CONAKRY- Lors d’une conférence de presse animée ce vendredi, le président du Parti de l’Unité pour le Développement (PUD)a expliqué les circonstances qui ont concouru à l’exclusion de son parti sur la liste des partis politiques désignés pour représenter le collectif et de l’ADP à la future CENI, et à la non démission de son représentant au CNT, a constaté Africaguinee.com.
Selon le conférencier, l’exclusion de son parti sur cette liste est injuste et injustifiable. ‘’ ce sont les trois anciens premiers ministres qui ont décidé (Cellou, Sidya et Lansana Kouyaté ndlr) qui doit être à la CENI’’ a-t-il accusé.
Une décision politique s’apprécie par son impact entame-t-il, ‘’nous avons essayé d’analyser l’impacte de chacune des décisions.

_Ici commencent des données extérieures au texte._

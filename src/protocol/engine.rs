// ABOUTME: AT command engine task that owns one modem port and serialises commands onto it
// ABOUTME: Callers talk to it through a cloneable handle; unsolicited output flows out on a channel

use crate::connection::Connection;
use crate::customizer::Customizer;
use crate::datatypes::ErrorKind;
use crate::error::{ModemError, ModemResult};
use crate::protocol::command::{AtCommand, Captures, Reply};
use crate::protocol::unsolicited::{IdlePatterns, Unsolicited, scan_async};
use regex::Regex;
use std::collections::VecDeque;
use std::sync::Arc;
use std::sync::atomic::{AtomicBool, AtomicU64, Ordering};
use tokio::io::{AsyncRead, AsyncWrite};
use tokio::sync::{mpsc, oneshot};
use tokio::time::{Instant, sleep_until};
use tracing::{debug, info, warn};

/// Prompt the modem shows when it waits for the second half of a split
/// command.
const PROMPT_REGEX: &str = r"^\r\n>\s$";

type ReplySender = oneshot::Sender<ModemResult<Reply>>;

#[derive(Debug)]
enum Request {
    Submit {
        id: u64,
        cmd: AtCommand,
        reply: ReplySender,
    },
    Cancel {
        id: u64,
    },
    /// Bytes written outside the command queue, e.g. a dial string
    WriteRaw {
        text: String,
        reply: oneshot::Sender<ModemResult<()>>,
    },
    Close,
}

/// Cloneable handle to a running engine.
#[derive(Clone, Debug)]
pub struct EngineHandle {
    requests: mpsc::UnboundedSender<Request>,
    next_id: Arc<AtomicU64>,
    data_mode: Arc<AtomicBool>,
}

/// A submitted command whose reply has not been collected yet.
#[derive(Debug)]
pub struct PendingCommand {
    id: u64,
    rx: oneshot::Receiver<ModemResult<Reply>>,
}

impl PendingCommand {
    pub fn id(&self) -> u64 {
        self.id
    }

    /// Wait for the reply. A dropped engine resolves to `PortClosed`.
    pub async fn wait(self) -> ModemResult<Reply> {
        self.rx.await.map_err(|_| ModemError::PortClosed)?
    }
}

impl EngineHandle {
    /// Queue `cmd` and return a handle to its reply.
    pub fn submit(&self, cmd: AtCommand) -> ModemResult<PendingCommand> {
        if self.is_data_mode() {
            return Err(ModemError::DataMode);
        }
        let id = self.next_id.fetch_add(1, Ordering::Relaxed);
        let (reply, rx) = oneshot::channel();
        self.requests
            .send(Request::Submit { id, cmd, reply })
            .map_err(|_| ModemError::PortClosed)?;
        Ok(PendingCommand { id, rx })
    }

    /// Queue `cmd` and wait for its reply.
    pub async fn send(&self, cmd: AtCommand) -> ModemResult<Reply> {
        self.submit(cmd)?.wait().await
    }

    /// Send an arbitrary AT string that only answers `OK`.
    pub async fn send_at(&self, raw: &str) -> ModemResult<Reply> {
        self.send(AtCommand::new(raw, "send_at")).await
    }

    /// Remove a queued command. The command currently on the wire is not
    /// affected.
    pub fn cancel(&self, id: u64) {
        let _ = self.requests.send(Request::Cancel { id });
    }

    /// Write `text` to the port without waiting for any reply.
    pub async fn write_raw(&self, text: impl Into<String>) -> ModemResult<()> {
        let (reply, rx) = oneshot::channel();
        self.requests
            .send(Request::WriteRaw {
                text: text.into(),
                reply,
            })
            .map_err(|_| ModemError::PortClosed)?;
        rx.await.map_err(|_| ModemError::PortClosed)?
    }

    /// Mark the port as carrying a data call. While set, reads are
    /// discarded and new commands are refused.
    pub fn set_data_mode(&self, on: bool) {
        self.data_mode.store(on, Ordering::SeqCst);
    }

    pub fn is_data_mode(&self) -> bool {
        self.data_mode.load(Ordering::SeqCst)
    }

    /// Ask the engine to stop. Outstanding commands fail with `PortClosed`.
    pub fn close(&self) {
        let _ = self.requests.send(Request::Close);
    }

    pub fn is_closed(&self) -> bool {
        self.requests.is_closed()
    }
}

struct Queued {
    id: u64,
    cmd: AtCommand,
    reply: ReplySender,
}

struct Current {
    cmd: AtCommand,
    reply: ReplySender,
    deadline: Instant,
}

enum Event {
    Request(Option<Request>),
    Read(std::io::Result<Option<String>>),
    Timeout,
}

enum Waiting {
    Done(ModemResult<Reply>, String),
    Prompt(String),
    More,
}

/// The task side of the engine.
pub struct Engine<S> {
    conn: Connection<S>,
    customizer: Arc<Customizer>,
    idle: IdlePatterns,
    prompt: Regex,
    queue: VecDeque<Queued>,
    current: Option<Current>,
    idlebuf: String,
    waitbuf: String,
    data_mode: Arc<AtomicBool>,
    events: mpsc::UnboundedSender<Unsolicited>,
}

impl<S> Engine<S>
where
    S: AsyncRead + AsyncWrite + Unpin + Send + 'static,
{
    /// Start an engine on `stream`.
    ///
    /// The returned receiver yields unsolicited notifications; it closes
    /// when the engine stops.
    pub fn spawn(
        stream: S,
        customizer: Arc<Customizer>,
    ) -> ModemResult<(EngineHandle, mpsc::UnboundedReceiver<Unsolicited>)> {
        let (req_tx, req_rx) = mpsc::unbounded_channel();
        let (event_tx, event_rx) = mpsc::unbounded_channel();
        let data_mode = Arc::new(AtomicBool::new(false));

        let engine = Engine {
            conn: Connection::new(stream),
            customizer,
            idle: IdlePatterns::new()?,
            prompt: Regex::new(PROMPT_REGEX)?,
            queue: VecDeque::new(),
            current: None,
            idlebuf: String::new(),
            waitbuf: String::new(),
            data_mode: data_mode.clone(),
            events: event_tx,
        };
        tokio::spawn(engine.run(req_rx));

        let handle = EngineHandle {
            requests: req_tx,
            next_id: Arc::new(AtomicU64::new(1)),
            data_mode,
        };
        Ok((handle, event_rx))
    }

    async fn run(mut self, mut requests: mpsc::UnboundedReceiver<Request>) {
        debug!(family = self.customizer.family(), "engine started");
        loop {
            self.dispatch().await;

            let deadline = self.current.as_ref().map(|c| c.deadline);
            let event = tokio::select! {
                req = requests.recv() => Event::Request(req),
                read = self.conn.read_text() => Event::Read(read),
                _ = sleep_until(deadline.unwrap_or_else(Instant::now)), if deadline.is_some() => {
                    Event::Timeout
                }
            };

            match event {
                Event::Request(Some(Request::Submit { id, cmd, reply })) => {
                    debug!(id, name = %cmd.name, "queued");
                    self.queue.push_back(Queued { id, cmd, reply });
                }
                Event::Request(Some(Request::Cancel { id })) => self.cancel(id),
                Event::Request(Some(Request::WriteRaw { text, reply })) => {
                    let result = self.conn.write_str(&text).await.map_err(ModemError::from);
                    let _ = reply.send(result);
                }
                Event::Request(Some(Request::Close)) | Event::Request(None) => {
                    debug!("engine asked to stop");
                    break;
                }
                Event::Read(Ok(Some(text))) => self.on_text(text).await,
                Event::Read(Ok(None)) => {
                    info!("modem port closed");
                    break;
                }
                Event::Read(Err(e)) => {
                    warn!(error = %e, "modem port read failed");
                    break;
                }
                Event::Timeout => self.on_timeout(),
            }
        }
        self.shutdown();
    }

    /// Write the next queued command if nothing is on the wire.
    async fn dispatch(&mut self) {
        while self.current.is_none() {
            let Some(next) = self.queue.pop_front() else {
                return;
            };
            if next.reply.is_closed() {
                debug!(id = next.id, "caller went away, skipping");
                continue;
            }
            if self.data_mode.load(Ordering::SeqCst) {
                let _ = next.reply.send(Err(ModemError::DataMode));
                continue;
            }

            debug!(id = next.id, cmd = ?next.cmd, "sending");
            match self.conn.write_str(&next.cmd.wire()).await {
                Ok(()) => {
                    self.current = Some(Current {
                        deadline: Instant::now() + next.cmd.timeout,
                        cmd: next.cmd,
                        reply: next.reply,
                    });
                }
                Err(e) => {
                    let _ = next.reply.send(Err(e.into()));
                }
            }
        }
    }

    fn cancel(&mut self, id: u64) {
        if let Some(pos) = self.queue.iter().position(|q| q.id == id) {
            if let Some(queued) = self.queue.remove(pos) {
                debug!(id, name = %queued.cmd.name, "cancelled");
                let _ = queued.reply.send(Err(ModemError::Cancelled));
            }
        }
    }

    async fn on_text(&mut self, text: String) {
        if self.data_mode.load(Ordering::SeqCst) {
            debug!(len = text.len(), "discarding data-mode bytes");
            return;
        }

        if self.current.is_some() {
            self.waitbuf.push_str(&text);
            self.process_waiting().await;
        } else {
            self.idlebuf.push_str(&text);
            self.process_idle();
        }
    }

    fn process_idle(&mut self) {
        let signals = scan_async(
            &mut self.idlebuf,
            self.customizer.async_regex(),
            self.customizer.translations(),
        );
        for signal in signals {
            self.publish(Unsolicited::Signal(signal));
        }
        for found in self.idle.process(&mut self.idlebuf) {
            self.publish(found);
        }
    }

    async fn process_waiting(&mut self) {
        let signals = scan_async(
            &mut self.waitbuf,
            self.customizer.async_regex(),
            self.customizer.translations(),
        );
        for signal in signals {
            self.publish(Unsolicited::Signal(signal));
        }
        for found in self.idle.take(&mut self.waitbuf) {
            self.publish(found);
        }

        match self.match_reply() {
            Waiting::Done(result, rest) => self.finish(result, rest),
            Waiting::Prompt(split) => {
                debug!("prompt seen, sending continuation");
                self.waitbuf.clear();
                if let Err(e) = self.conn.write_str(&split).await {
                    self.finish(Err(e.into()), String::new());
                }
            }
            Waiting::More => {}
        }
    }

    fn match_reply(&self) -> Waiting {
        let Some(current) = &self.current else {
            return Waiting::More;
        };
        let catalog = self.customizer.catalog();
        let entry = catalog.get(&current.cmd.name);

        if let Some(end) = entry.end.find(&self.waitbuf) {
            let head = &self.waitbuf[..end.end()];
            let matches = match &entry.extract {
                Some(extract) => extract
                    .captures_iter(head)
                    .map(|caps| Captures::from_regex(extract, &caps))
                    .collect(),
                None => Vec::new(),
            };
            let reply = Reply {
                text: head.to_string(),
                matches,
            };
            return Waiting::Done(Ok(reply), self.waitbuf[end.end()..].to_string());
        }

        if let Some(caps) = catalog.error_regex().captures(&self.waitbuf) {
            let fragment = caps.name("error").map(|m| m.as_str()).unwrap_or("ERROR");
            let rest = caps
                .get(0)
                .map(|whole| self.waitbuf[whole.end()..].to_string())
                .unwrap_or_default();
            let err = ModemError::new(ErrorKind::from_fragment(fragment), fragment);
            return Waiting::Done(Err(err), rest);
        }

        if self.prompt.is_match(&self.waitbuf) {
            if let Some(split) = &current.cmd.splitcmd {
                return Waiting::Prompt(split.clone());
            }
        }
        Waiting::More
    }

    /// Complete the current command and hand any trailing text to the idle
    /// passes.
    fn finish(&mut self, result: ModemResult<Reply>, rest: String) {
        if let Some(current) = self.current.take() {
            match &result {
                Ok(_) => debug!(name = %current.cmd.name, "completed"),
                Err(e) => debug!(name = %current.cmd.name, error = %e, "failed"),
            }
            let _ = current.reply.send(result);
        }
        self.waitbuf.clear();
        if !rest.is_empty() {
            self.idlebuf.push_str(&rest);
            self.process_idle();
        }
    }

    fn on_timeout(&mut self) {
        let buffered = std::mem::take(&mut self.waitbuf);
        if let Some(current) = &self.current {
            warn!(name = %current.cmd.name, data = ?buffered, "command timed out");
        }
        self.finish(
            Err(ModemError::new(ErrorKind::SerialResponseTimeout, buffered)),
            String::new(),
        );
    }

    fn publish(&self, event: Unsolicited) {
        debug!(?event, "unsolicited");
        if self.events.send(event).is_err() {
            debug!("nobody listening for unsolicited events");
        }
    }

    fn shutdown(&mut self) {
        if let Some(current) = self.current.take() {
            let _ = current.reply.send(Err(ModemError::PortClosed));
        }
        for queued in self.queue.drain(..) {
            let _ = queued.reply.send(Err(ModemError::PortClosed));
        }
        debug!("engine stopped");
    }
}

Si nous, qui avons des représentants à la CENI, ils démissionnent, on avait l’avantage de faire en sorte que la CENI ne réunissent pas les deux tiers. Donc ceux qui restent, étaient obligés de démissionner parce qu’ils ne pouvaient plus siéger. Immédiatement j’ai appelé les collègues du parti pour leur demander de signer la démission du de notre représentant à la CENI. S’il y a un qui est décédé, nous réussissons à faire démissionner 7 plus la démission du président, cela fait 9, qui constituent plus du tiers, les restes ne constituant pas les deux tiers, la CENI ne pourra plus fonctionner, c’est ce qui a motivé la démission de la CENI. C’était normal.’’ A-t-il expliqué.

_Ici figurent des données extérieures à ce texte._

// ABOUTME: Per-family bundle of catalog overrides, notification translations, mode tables and hooks
// ABOUTME: The engine and wrapper consult it; families only differ in the data and functions held here

mod ericsson;
mod huawei;
mod icera;
mod option;
mod zte;

use crate::datatypes::{AllowedMode, Band, ErrorKind, IpMethod, NetworkMode};
use crate::error::{ModemError, ModemResult};
use crate::protocol::{Catalog, Translation};
use crate::signals::Capability;
use crate::wrapper::Wrapper;
use regex::Regex;
use std::collections::HashMap;
use std::fmt;
use std::future::Future;
use std::pin::Pin;
use std::time::Duration;

pub use huawei::{huawei_conn_mode, huawei_speed_report};

/// Boxed future returned by family hooks.
pub type BoxFuture<'a, T> = Pin<Box<dyn Future<Output = T> + Send + 'a>>;

pub type WrapperHook<T> = for<'a> fn(&'a Wrapper) -> BoxFuture<'a, ModemResult<T>>;
pub type BandHook = for<'a> fn(&'a Wrapper, Band) -> BoxFuture<'a, ModemResult<()>>;
pub type ModeHook = for<'a> fn(&'a Wrapper, NetworkMode) -> BoxFuture<'a, ModemResult<()>>;
pub type AllowedHook = for<'a> fn(&'a Wrapper, AllowedMode) -> BoxFuture<'a, ModemResult<()>>;
pub type SmscHook = for<'a> fn(&'a Wrapper, String) -> BoxFuture<'a, ModemResult<()>>;
pub type AuthHook =
    for<'a> fn(&'a Wrapper, String, String, u32) -> BoxFuture<'a, ModemResult<()>>;

/// Vendor value a mode or band table maps to.
#[derive(Copy, Clone, Debug, PartialEq, Eq)]
pub enum Code {
    Num(u32),
    Pair(u32, u32),
    Triple(u32, u32, u32),
    /// Symbolic band names, as used by Option's `_OPBM`
    Name(&'static str),
}

impl Code {
    pub fn num(&self) -> Option<u32> {
        match self {
            Code::Num(n) => Some(*n),
            _ => None,
        }
    }
}

/// Family behaviour that cannot be described by tables alone.
///
/// Every hook is optional; the wrapper falls back to the standard 27.007
/// command, or fails with `OperationNotSupported` where there is none.
#[derive(Clone, Copy, Default)]
pub struct Hooks {
    /// Wait until the SIM is usable before initialising it
    pub sim_ready: Option<WrapperHook<()>>,
    pub get_band: Option<WrapperHook<Band>>,
    pub set_band: Option<BandHook>,
    pub get_network_mode: Option<WrapperHook<NetworkMode>>,
    pub set_network_mode: Option<ModeHook>,
    pub set_allowed_mode: Option<AllowedHook>,
    pub get_signal_quality: Option<WrapperHook<u32>>,
    pub set_smsc: Option<SmscHook>,
    /// Store credentials for the NDIS context: user, password, auth type
    pub authenticate: Option<AuthHook>,
    /// Bring up an NDIS data call on the stored context
    pub connect: Option<WrapperHook<()>>,
    pub disconnect: Option<WrapperHook<()>>,
    /// `[ip, dns1, dns2, dns3]`
    pub get_ip4_config: Option<WrapperHook<Vec<String>>>,
    /// Post-process operator names reported by `+COPS?`
    pub clean_operator_name: Option<fn(&str) -> String>,
}

impl fmt::Debug for Hooks {
    fn fmt(&self, f: &mut fmt::Formatter<'_>) -> fmt::Result {
        let mut set = Vec::new();
        let flags = [
            ("sim_ready", self.sim_ready.is_some()),
            ("get_band", self.get_band.is_some()),
            ("set_band", self.set_band.is_some()),
            ("get_network_mode", self.get_network_mode.is_some()),
            ("set_network_mode", self.set_network_mode.is_some()),
            ("set_allowed_mode", self.set_allowed_mode.is_some()),
            ("get_signal_quality", self.get_signal_quality.is_some()),
            ("set_smsc", self.set_smsc.is_some()),
            ("authenticate", self.authenticate.is_some()),
            ("connect", self.connect.is_some()),
            ("disconnect", self.disconnect.is_some()),
            ("get_ip4_config", self.get_ip4_config.is_some()),
            ("clean_operator_name", self.clean_operator_name.is_some()),
        ];
        for (name, present) in flags {
            if present {
                set.push(name);
            }
        }
        f.debug_tuple("Hooks").field(&set).finish()
    }
}

/// Immutable description of one device family.
#[derive(Debug)]
pub struct Customizer {
    family: &'static str,
    catalog: Catalog,
    async_regex: Option<Regex>,
    translations: HashMap<String, Translation>,
    band_dict: Vec<(Band, Code)>,
    conn_dict: Vec<(NetworkMode, Code)>,
    allowed_dict: Vec<(AllowedMode, Code)>,
    capabilities: Vec<Capability>,
    hooks: Hooks,
    auth_delay: Duration,
    auth_retries: u32,
    sim_init: Vec<String>,
    ip_method: IpMethod,
    radio_off: u32,
    ussd_old_mode: bool,
}

/// Seconds a freshly unlocked SIM needs before it answers reliably.
const AUTH_DELAY: Duration = Duration::from_secs(15);

impl Customizer {
    /// Plain 27.007 device: standard catalog, no vendor notifications.
    pub fn generic() -> ModemResult<Customizer> {
        Ok(Customizer {
            family: "generic",
            catalog: Catalog::standard()?,
            async_regex: None,
            translations: HashMap::new(),
            band_dict: Vec::new(),
            conn_dict: Vec::new(),
            allowed_dict: Vec::new(),
            capabilities: Vec::new(),
            hooks: Hooks::default(),
            auth_delay: AUTH_DELAY,
            auth_retries: 3,
            sim_init: Vec::new(),
            ip_method: IpMethod::Ppp,
            radio_off: 0,
            ussd_old_mode: false,
        })
    }

    pub fn family(&self) -> &'static str {
        self.family
    }

    pub fn catalog(&self) -> &Catalog {
        &self.catalog
    }

    pub fn async_regex(&self) -> Option<&Regex> {
        self.async_regex.as_ref()
    }

    pub fn translations(&self) -> &HashMap<String, Translation> {
        &self.translations
    }

    pub fn hooks(&self) -> &Hooks {
        &self.hooks
    }

    pub fn capabilities(&self) -> &[Capability] {
        &self.capabilities
    }

    pub fn has_capability(&self, capability: Capability) -> bool {
        self.capabilities.contains(&capability)
    }

    pub fn auth_delay(&self) -> Duration {
        self.auth_delay
    }

    /// How many `+CPIN?` probes the authentication machine makes.
    pub fn auth_retries(&self) -> u32 {
        self.auth_retries
    }

    /// Extra AT strings sent once the SIM is initialised. Failures are
    /// logged and ignored.
    pub fn sim_init(&self) -> &[String] {
        &self.sim_init
    }

    pub fn ip_method(&self) -> IpMethod {
        self.ip_method
    }

    /// `AT+CFUN` level that switches the radio off.
    pub fn radio_off(&self) -> u32 {
        self.radio_off
    }

    pub fn ussd_old_mode(&self) -> bool {
        self.ussd_old_mode
    }

    pub fn with_ussd_old_mode(mut self, old_mode: bool) -> Self {
        self.ussd_old_mode = old_mode;
        self
    }

    pub fn with_auth_delay(mut self, delay: Duration) -> Self {
        self.auth_delay = delay;
        self
    }

    pub fn band_dict(&self) -> &[(Band, Code)] {
        &self.band_dict
    }

    pub fn conn_dict(&self) -> &[(NetworkMode, Code)] {
        &self.conn_dict
    }

    pub fn allowed_dict(&self) -> &[(AllowedMode, Code)] {
        &self.allowed_dict
    }

    pub fn band_code(&self, band: Band) -> ModemResult<Code> {
        lookup(&self.band_dict, &band, "band")
    }

    pub fn conn_code(&self, mode: NetworkMode) -> ModemResult<Code> {
        lookup(&self.conn_dict, &mode, "network mode")
    }

    pub fn allowed_code(&self, mode: AllowedMode) -> ModemResult<Code> {
        lookup(&self.allowed_dict, &mode, "allowed mode")
    }

    /// Network mode whose vendor code is `code`.
    pub fn conn_from_code(&self, code: Code) -> Option<NetworkMode> {
        self.conn_dict
            .iter()
            .find(|(_, c)| *c == code)
            .map(|(mode, _)| *mode)
    }

    /// Bitwise OR of every band in the table except `ANY`.
    pub fn supported_bands(&self) -> Band {
        self.band_dict
            .iter()
            .filter(|(band, _)| *band != Band::ANY)
            .fold(Band::UNKNOWN, |acc, (band, _)| acc | *band)
    }

    /// Bitwise OR of every mode in the table except `ANY`.
    pub fn supported_modes(&self) -> u32 {
        self.conn_dict
            .iter()
            .filter(|(mode, _)| *mode != NetworkMode::Any)
            .fold(0, |acc, (mode, _)| acc | *mode as u32)
    }

    fn translate(&mut self, name: &str, translation: Translation) {
        self.translations.insert(name.to_string(), translation);
    }
}

fn lookup<K: PartialEq + fmt::Debug>(table: &[(K, Code)], key: &K, what: &str) -> ModemResult<Code> {
    table
        .iter()
        .find(|(k, _)| k == key)
        .map(|(_, code)| *code)
        .ok_or_else(|| {
            ModemError::new(
                ErrorKind::OperationNotSupported,
                format!("unsupported {} {:?}", what, key),
            )
        })
}

/// Device families with their own customizer.
#[derive(Copy, Clone, Debug, PartialEq, Eq, Hash)]
pub enum Family {
    Generic,
    Huawei,
    Zte,
    Ericsson,
    Option,
    /// Option devices with an NDIS (`hso`) interface
    OptionHso,
    Icera,
}

impl Family {
    pub fn customizer(&self) -> ModemResult<Customizer> {
        match self {
            Family::Generic => Customizer::generic(),
            Family::Huawei => huawei::customizer(),
            Family::Zte => zte::customizer(),
            Family::Ericsson => ericsson::customizer(),
            Family::Option => option::customizer(),
            Family::OptionHso => option::hso_customizer(),
            Family::Icera => icera::customizer(),
        }
    }
}

#[cfg(test)]
mod tests {
    use super::*;

    #[test]
    fn test_generic_has_no_tables() {
        let custom = Customizer::generic().unwrap();
        assert_eq!(custom.supported_bands(), Band::UNKNOWN);
        assert_eq!(custom.supported_modes(), 0);
        assert!(custom.async_regex().is_none());
        let err = custom.band_code(Band::DCS).unwrap_err();
        assert!(err.is(ErrorKind::OperationNotSupported));
    }

    #[test]
    fn test_every_family_builds() {
        for family in [
            Family::Generic,
            Family::Huawei,
            Family::Zte,
            Family::Ericsson,
            Family::Option,
            Family::OptionHso,
            Family::Icera,
        ] {
            let custom = family.customizer().unwrap();
            assert!(custom.catalog().contains("check_pin"), "{:?}", family);
        }
    }

    #[test]
    fn test_supported_masks_skip_any() {
        let custom = Family::Huawei.customizer().unwrap();
        assert!(!custom.supported_bands().contains(Band::ANY));
        assert!(custom.supported_bands().contains(Band::U2100));
        assert_eq!(custom.supported_modes() & NetworkMode::Any as u32, 0);
        assert_ne!(custom.supported_modes() & NetworkMode::ThreeGOnly as u32, 0);
    }

    #[test]
    fn test_builders() {
        let custom = Customizer::generic()
            .unwrap()
            .with_ussd_old_mode(true)
            .with_auth_delay(Duration::from_secs(1));
        assert!(custom.ussd_old_mode());
        assert_eq!(custom.auth_delay(), Duration::from_secs(1));
    }
}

Abordant un autre volet, il souligné la démission des deux membres du gouvernement, le seul impact était favorable pour le PEDN. ‘’ Le PEDN est devenu un parti de l’opposition à partir de la démission de ces ministres. La loi sur la charte des partis politiques définie l’opposition comme partis politiques n’appartenant pas au gouvernement et ayant choisie de s’opposer à l’action de celui-ci. Il travaillait dans l’opposition, mais il n’était pas un parti de l’opposition. Il était un parti de la mouvance présidentielle.’’ A-t-il accusé.

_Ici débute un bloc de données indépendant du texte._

// ABOUTME: Set of attached devices keyed by udi, each exported under its own object path
// ABOUTME: Additions and removals are broadcast so the D-Bus layer can announce them

use crate::config::DeviceConfig;
use crate::daemon::PollIntervals;
use crate::device::Device;
use crate::error::ModemResult;
use crate::plugin::Registry;
use crate::wrapper::Wrapper;
use std::collections::BTreeMap;
use std::sync::Arc;
use std::sync::atomic::{AtomicU32, Ordering};
use tokio::sync::{Mutex, broadcast};
use tracing::info;

pub const DEVICES_PATH: &str = "/org/freedesktop/ModemManager/Devices";

#[derive(Clone, Debug, PartialEq, Eq)]
pub enum ManagerEvent {
    /// Object path of the new device
    DeviceAdded(String),
    DeviceRemoved(String),
}

struct Entry {
    path: String,
    device: Device,
}

pub struct Manager {
    registry: Registry,
    intervals: PollIntervals,
    devices: Mutex<BTreeMap<String, Entry>>,
    next_index: AtomicU32,
    events: broadcast::Sender<ManagerEvent>,
}

impl Manager {
    pub fn new(registry: Registry, intervals: PollIntervals) -> Manager {
        let (events, _) = broadcast::channel(16);
        Manager {
            registry,
            intervals,
            devices: Mutex::new(BTreeMap::new()),
            next_index: AtomicU32::new(0),
            events,
        }
    }

    pub fn subscribe(&self) -> broadcast::Receiver<ManagerEvent> {
        self.events.subscribe()
    }

    /// Discover the device described by `config` and add it.
    pub async fn device_added(&self, config: &DeviceConfig) -> ModemResult<(String, Arc<Wrapper>)> {
        let device = Device::discover(&self.registry, config, self.intervals).await?;
        Ok(self.insert(device).await)
    }

    /// Add an already attached device, replacing one with the same udi.
    pub async fn insert(&self, device: Device) -> (String, Arc<Wrapper>) {
        let index = self.next_index.fetch_add(1, Ordering::Relaxed);
        let path = format!("{}/{}", DEVICES_PATH, index);
        let wrapper = device.wrapper().clone();
        let udi = device.udi().to_string();

        let previous = self.devices.lock().await.insert(
            udi.clone(),
            Entry {
                path: path.clone(),
                device,
            },
        );
        if let Some(previous) = previous {
            let _ = self.events.send(ManagerEvent::DeviceRemoved(previous.path));
            previous.device.close().await;
        }
        info!(udi, path, "device added");
        let _ = self.events.send(ManagerEvent::DeviceAdded(path.clone()));
        (path, wrapper)
    }

    /// Close and forget the device known as `udi`, returning its path.
    pub async fn device_removed(&self, udi: &str) -> Option<String> {
        let entry = self.devices.lock().await.remove(udi)?;
        info!(udi, path = entry.path.as_str(), "device removed");
        let _ = self.events.send(ManagerEvent::DeviceRemoved(entry.path.clone()));
        entry.device.close().await;
        Some(entry.path)
    }

    /// Object paths of every attached device.
    pub async fn device_paths(&self) -> Vec<String> {
        self.devices
            .lock()
            .await
            .values()
            .map(|entry| entry.path.clone())
            .collect()
    }

    /// Wrapper of the device exported at `path`.
    pub async fn wrapper(&self, path: &str) -> Option<Arc<Wrapper>> {
        self.devices
            .lock()
            .await
            .values()
            .find(|entry| entry.path == path)
            .map(|entry| entry.device.wrapper().clone())
    }

    pub async fn udis(&self) -> Vec<String> {
        self.devices.lock().await.keys().cloned().collect()
    }

    /// Close every device, as on shutdown.
    pub async fn close_all(&self) {
        let entries = std::mem::take(&mut *self.devices.lock().await);
        for (_, entry) in entries {
            entry.device.close().await;
        }
    }
}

En ce qui concerne la démission au CNT, le conférencier a laissé entendre que ‘’ la seule chose qui pouvait valoir et justifier la démission, c’est si le CNT n’accepte pas de voter la nouvelle loi sur la CENI. La responsabilité que le CNT avait dans la crise, c’était le retard du vote de cette loi (…) Donc je me suis dit puisque la loi est votée sur la CENI, le CNT n’a plus de responsabilité dans la crise qui empêche la poursuite du processus électoral. Le CNT a voté la loi sur la recomposition de la CENI paritaire. Alors le problème ne se posait plus. À mon retour des USA j’ai constaté que sur 10 conseillers représentant l’opposition, il n’y a que trois qui ont démissionné. Ça veut dure que la décision n’était pas consensuelle. C’est seulement le représentant du PEDN, de l’UFDG et de NFD qui ont démissionné du CNT. Celui de l’UFR, de L’UFC et de la NGR étaient là -bas en chair et en os.’’ A-t-il affirmé.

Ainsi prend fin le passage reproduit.